» **Work task**
Among the entries that follow, some lines contain the word "matched". Show all of them.

▬▬▬▬▬▬▬▬▬▬

//! File categorization by filename extension.
//!
//! Maps extension strings (possibly multi-segment, like "TAR.GZ") to broad
//! categories, each with a dedicated destination folder under the sort root.
//!
//! # Examples
//!
//! ```
//! use unclutter::file_category::{Category, ExtensionTable, Resolution};
//!
//! let table = ExtensionTable::default();
//! assert_eq!(
//!     table.resolve("photo.jpg"),
//!     Resolution::Known {
//!         extension: "JPG".to_string(),
//!         category: Category::Image,
//!     }
//! );
//! ```

use std::collections::HashMap;

/// A broad file category with a dedicated destination folder.
#[derive(Debug, Clone, Copy, PartialEq, Eq, Hash)]
pub enum Category {
    /// Image files (PNG, JPG, SVG, etc.)
    Image,
    /// Video files (MP4, MKV, AVI, etc.)
    Video,
    /// Document files (PDF, DOCX, TXT, etc.)
    Document,
    /// Audio files (MP3, WAV, OGG, etc.)
    Audio,
    /// Archive files (ZIP, TAR.GZ, etc.), unpacked rather than moved.
    Archive,
}

impl Category {
    /// All categories, in the order they appear in the log file.
    pub const ALL: [Category; 5] = [
        Category::Image,
        Category::Video,
        Category::Document,
        Category::Audio,
        Category::Archive,
    ];

    /// Returns the destination folder name for this category.
    ///
    /// # Examples
    ///
    /// ```
    /// use unclutter::file_category::Category;
    ///
    /// assert_eq!(Category::Image.dir_name(), "images");
    /// assert_eq!(Category::Archive.dir_name(), "archives");
    /// ```
    pub fn dir_name(&self) -> &'static str {
        match self {
            Category::Image => "images",
            Category::Video => "video",
            Category::Document => "documents",
            Category::Audio => "audio",
            Category::Archive => "archives",
        }
    }

    /// Parses a category from its folder name. Used by configuration files.
    pub fn from_dir_name(name: &str) -> Option<Category> {
        Category::ALL
            .into_iter()
            .find(|category| category.dir_name() == name)
    }
}

/// The outcome of resolving a filename against the extension table.
#[derive(Debug, Clone, PartialEq, Eq)]
pub enum Resolution {
    /// A known extension was matched (the longest one wins).
    Known {
        /// The matched extension, uppercased, e.g. "JPG" or "TAR.GZ".
        extension: String,
        /// The category the extension maps to.
        category: Category,
    },
    /// No known extension matched; the file is left in place.
    Unknown {
        /// Everything after the first dot, verbatim. Empty for dotless names.
        suffix: String,
    },
}

/// Maps known file extensions to categories.
///
/// Keys are stored uppercased and may contain multiple dot-separated
/// segments, which is what lets compound archive suffixes like "TAR.GZ"
/// beat their shorter "GZ" substring during resolution. Immutable once the
/// walk begins.
#[derive(Debug, Clone)]
pub struct ExtensionTable {
    map: HashMap<String, Category>,
}

impl ExtensionTable {
    /// Creates a table with all standard extension mappings.
    pub fn new() -> Self {
        let mut table = Self {
            map: HashMap::new(),
        };
        table.populate_standard_mappings();
        table
    }

    fn populate_standard_mappings(&mut self) {
        // Image extensions
        self.add_mapping("jpeg", Category::Image);
        self.add_mapping("png", Category::Image);
        self.add_mapping("jpg", Category::Image);
        self.add_mapping("svg", Category::Image);
        self.add_mapping("bmp", Category::Image);

        // Video extensions
        self.add_mapping("avi", Category::Video);
        self.add_mapping("mp4", Category::Video);
        self.add_mapping("mov", Category::Video);
        self.add_mapping("mkv", Category::Video);

        // Document extensions
        self.add_mapping("doc", Category::Document);
        self.add_mapping("docx", Category::Document);
        self.add_mapping("txt", Category::Document);
        self.add_mapping("pdf", Category::Document);
        self.add_mapping("xlsx", Category::Document);
        self.add_mapping("pptx", Category::Document);

        // Audio extensions
        self.add_mapping("mp3", Category::Audio);
        self.add_mapping("ogg", Category::Audio);
        self.add_mapping("wav", Category::Audio);
        self.add_mapping("amr", Category::Audio);

        // Archive extensions, including compound tar suffixes
        self.add_mapping("zip", Category::Archive);
        self.add_mapping("gz", Category::Archive);
        self.add_mapping("tar", Category::Archive);
        self.add_mapping("tar.gz", Category::Archive);
        self.add_mapping("tar.xz", Category::Archive);
        self.add_mapping("tar.bz", Category::Archive);
    }

    /// Adds an extension to category mapping (case-insensitive).
    pub fn add_mapping(&mut self, extension: &str, category: Category) {
        self.map.insert(extension.to_uppercase(), category);
    }

    /// Looks up a single extension string (case-insensitive).
    pub fn category_for(&self, extension: &str) -> Option<Category> {
        self.map.get(&extension.to_uppercase()).copied()
    }

    /// Resolves the best-matching known extension for a filename.
    ///
    /// The filename is split on `.` and every suffix of segments is tried
    /// longest-first, so a compound suffix like "tar.gz" is preferred over
    /// its trailing "gz" segment. The first match wins and is returned
    /// uppercased.
    ///
    /// # Examples
    ///
    /// ```
    /// use unclutter::file_category::{Category, ExtensionTable, Resolution};
    ///
    /// let table = ExtensionTable::default();
    /// assert_eq!(
    ///     table.resolve("backup.tar.gz"),
    ///     Resolution::Known {
    ///         extension: "TAR.GZ".to_string(),
    ///         category: Category::Archive,
    ///     }
    /// );
    /// assert_eq!(
    ///     table.resolve("notes.xyz"),
    ///     Resolution::Unknown { suffix: "xyz".to_string() }
    /// );
    /// ```
    pub fn resolve(&self, file_name: &str) -> Resolution {
        let segments: Vec<&str> = file_name.split('.').collect();
        for start in 0..segments.len() {
            let candidate = segments[start..].join(".").to_uppercase();
            if let Some(&category) = self.map.get(&candidate) {
                return Resolution::Known {
                    extension: candidate,
                    category,
                };
            }
        }
        Resolution::Unknown {
            suffix: segments[1..].join("."),
        }
    }
}

impl Default for ExtensionTable {
    fn default() -> Self {
        Self::new()
    }
}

▬▬▬▬▬▬▬▬▬▬

» **Response area**
    /// A known extension was matched (the longest one wins).
        /// The matched extension, uppercased, e.g. "JPG" or "TAR.GZ".
    /// No known extension matched; the file is left in place.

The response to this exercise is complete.